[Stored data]
********************

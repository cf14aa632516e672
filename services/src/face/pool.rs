use std::sync::Arc;

use tokio::sync::Semaphore;

use super::FaceError;
use super::detector::{FaceDetector, extract_embedding};
use super::matcher::{MatchDecision, decide};

/// Fixed-size pool for embedding extraction and matching.
///
/// Each job holds a permit for as long as its blocking thread runs, including
/// after the awaiting caller has given up, so at most `size` inferences are ever
/// in flight. Callers beyond that queue on the semaphore.
#[derive(Clone)]
pub struct FaceWorkerPool {
    detector: Arc<dyn FaceDetector>,
    permits: Arc<Semaphore>,
    size: usize,
}

impl FaceWorkerPool {
    pub fn new(detector: Arc<dyn FaceDetector>, size: usize) -> Self {
        let size = size.max(1);
        Self {
            detector,
            permits: Arc::new(Semaphore::new(size)),
            size,
        }
    }

    pub fn size(&self) -> usize {
        self.size
    }

    /// Permits not currently held by a running job.
    pub fn available(&self) -> usize {
        self.permits.available_permits()
    }

    /// Runs `job` on a blocking thread once a permit is free.
    pub async fn run<T, F>(&self, job: F) -> Result<T, FaceError>
    where
        T: Send + 'static,
        F: FnOnce(&dyn FaceDetector) -> Result<T, FaceError> + Send + 'static,
    {
        let permit = self
            .permits
            .clone()
            .acquire_owned()
            .await
            .map_err(|_| FaceError::PoolClosed)?;
        let detector = self.detector.clone();

        tokio::task::spawn_blocking(move || {
            let _permit = permit;
            job(detector.as_ref())
        })
        .await
        .map_err(|e| FaceError::Model(format!("Face worker failed: {e}")))?
    }

    pub async fn extract(&self, image: Vec<u8>) -> Result<Vec<f32>, FaceError> {
        self.run(move |detector| extract_embedding(detector, &image)).await
    }

    /// Extracts the sample from `image` and decides it against `enrolled`.
    pub async fn verify(
        &self,
        image: Vec<u8>,
        enrolled: Vec<Vec<f32>>,
        threshold: f32,
    ) -> Result<MatchDecision, FaceError> {
        self.run(move |detector| {
            let sample = extract_embedding(detector, &image)?;
            decide(&enrolled, &sample, threshold)
        })
        .await
    }

    /// Rejects queued and future jobs. Running jobs finish.
    pub fn close(&self) {
        self.permits.close();
    }
}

********************

In the data above, find the line with "F: FnOnce(&dyn FaceDetector)" and the line with "let _permit = permit;". Retype both, plus every line between them, exactly.

        F: FnOnce(&dyn FaceDetector) -> Result<T, FaceError> + Send + 'static,
    {
        let permit = self
            .permits
            .clone()
            .acquire_owned()
            .await
            .map_err(|_| FaceError::PoolClosed)?;
        let detector = self.detector.clone();

        tokio::task::spawn_blocking(move || {
            let _permit = permit;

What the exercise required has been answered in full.